■ **TASK PROMPT**: In the data, find the word "common" and copy out every line that has it.

■ **DATA RECORDS**:
Start of Block

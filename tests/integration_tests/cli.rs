//! The `repo-explorer` binary.

use std::path::Path;
use std::process::{Command, Output};

use crate::common::TestTree;

fn explorer(fixture: &TestTree, args: &[&str]) -> Output {
    Command::new(env!("CARGO_BIN_EXE_repo-explorer"))
        .args(args)
        .current_dir(fixture.root())
        // Never read the developer's own config.
        .env(
            "REPO_EXPLORER_CONFIG_PATH",
            fixture.root().join("missing-config.toml"),
        )
        .env_remove("RUST_LOG")
        .env("NO_COLOR", "1")
        .output()
        .expect("Failed to run repo-explorer")
}

fn stdout(output: &Output) -> String {
    String::from_utf8_lossy(&output.stdout).into_owned()
}

fn stderr(output: &Output) -> String {
    String::from_utf8_lossy(&output.stderr).into_owned()
}

fn root_arg(fixture: &TestTree) -> String {
    fixture.root().to_string_lossy().into_owned()
}

#[test]
fn test_list_json() {
    let fixture = TestTree::new();
    fixture.checkout("api");
    fixture.checkout("team/web");

    let output = explorer(&fixture, &["list", "--json", &root_arg(&fixture)]);
    assert!(output.status.success(), "{}", stderr(&output));

    let json: serde_json::Value = serde_json::from_str(&stdout(&output)).unwrap();
    let nodes = json["nodes"].as_array().unwrap();
    let paths: Vec<_> = nodes
        .iter()
        .map(|n| n["relative_path"].as_str().unwrap())
        .collect();
    assert_eq!(paths, ["api", "team", "team/web"]);
    assert_eq!(nodes[0]["status"]["branch"]["value"], "main");
    assert_eq!(nodes[1]["kind"], "folder");
}

#[test]
fn test_list_table() {
    let fixture = TestTree::new();
    fixture.checkout("api");

    let output = explorer(&fixture, &["list", &root_arg(&fixture)]);
    assert!(output.status.success(), "{}", stderr(&output));
    let out = stdout(&output);
    assert!(out.contains("[GIT] api"));
    assert!(out.contains("1 checkout • 0 folders"));
}

#[test]
fn test_list_max_depth_flag() {
    let fixture = TestTree::new();
    fixture.checkout("a/b/deep");
    fixture.checkout("top");

    let output = explorer(
        &fixture,
        &["list", "--json", "--max-depth", "1", &root_arg(&fixture)],
    );
    assert!(output.status.success(), "{}", stderr(&output));
    let json: serde_json::Value = serde_json::from_str(&stdout(&output)).unwrap();
    let paths: Vec<_> = json["nodes"]
        .as_array()
        .unwrap()
        .iter()
        .map(|n| n["relative_path"].as_str().unwrap().to_string())
        .collect();
    assert_eq!(paths, ["top", "a"]);
}

#[test]
fn test_list_missing_root_fails() {
    let fixture = TestTree::new();
    let missing = fixture.root().join("nope");

    let output = explorer(&fixture, &["list", &missing.to_string_lossy()]);
    assert!(!output.status.success());
    assert!(stderr(&output).contains("repository path does not exist"));
}

#[test]
fn test_search_matches_branch() {
    let fixture = TestTree::new();
    fixture.checkout("api");
    let web = fixture.checkout("web");
    crate::common::git(&web, &["checkout", "-b", "feature/login"]);

    let output = explorer(
        &fixture,
        &["search", "--json", "LOGIN", &root_arg(&fixture)],
    );
    assert!(output.status.success(), "{}", stderr(&output));
    let json: serde_json::Value = serde_json::from_str(&stdout(&output)).unwrap();
    let nodes = json["nodes"].as_array().unwrap();
    assert_eq!(nodes.len(), 1);
    assert_eq!(nodes[0]["relative_path"], "web");
}

#[test]
fn test_find_unique_and_ambiguous() {
    let fixture = TestTree::new();
    fixture.checkout("service-api");
    fixture.checkout("service-web");

    let unique = explorer(&fixture, &["find", "web", &root_arg(&fixture)]);
    assert!(unique.status.success(), "{}", stderr(&unique));
    assert_eq!(
        Path::new(stdout(&unique).trim()),
        fixture.path("service-web")
    );

    let ambiguous = explorer(&fixture, &["find", "service", &root_arg(&fixture)]);
    assert!(!ambiguous.status.success());
    let err = stderr(&ambiguous);
    assert!(err.contains("2 repositories match 'service'"));
    assert!(err.contains("service-api"));

    let none = explorer(&fixture, &["find", "zzz", &root_arg(&fixture)]);
    assert!(!none.status.success());
    assert!(stderr(&none).contains("no repository matches 'zzz'"));
}

#[test]
fn test_fetch_without_remotes() {
    let fixture = TestTree::new();
    fixture.checkout("api");

    let output = explorer(&fixture, &["fetch", &root_arg(&fixture)]);
    assert!(output.status.success(), "{}", stderr(&output));
    let out = stdout(&output);
    assert!(out.contains("[ 1/1] Fetch: api"));
    assert!(out.contains("Succeeded: 1"));
    // A successful fetch re-renders the table.
    assert!(out.contains("[GIT] api"));
}

#[test]
fn test_config_show_defaults() {
    let fixture = TestTree::new();

    let output = explorer(&fixture, &["config", "show"]);
    assert!(output.status.success(), "{}", stderr(&output));
    let out = stdout(&output);
    assert!(out.contains("not found, using defaults"));
    assert!(out.contains("max-scan-depth = 3"));
    assert!(out.contains("fetch-timeout-seconds = 30"));
}

#[test]
fn test_config_file_sets_default_root() {
    let fixture = TestTree::new();
    fixture.checkout("api");
    let config = fixture.root().join("explorer.toml");
    std::fs::write(
        &config,
        format!(
            "default-repository-path = {:?}\nmax-scan-depth = 2\n",
            fixture.root().to_string_lossy()
        ),
    )
    .unwrap();

    let output = explorer(
        &fixture,
        &["--config", &config.to_string_lossy(), "list", "--json"],
    );
    assert!(output.status.success(), "{}", stderr(&output));
    let json: serde_json::Value = serde_json::from_str(&stdout(&output)).unwrap();
    assert_eq!(json["nodes"][0]["relative_path"], "api");
}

End of Block

■ **RESULT OF THE TASK**:
use crate::common::TestTree;
    crate::common::git(&web, &["checkout", "-b", "feature/login"]);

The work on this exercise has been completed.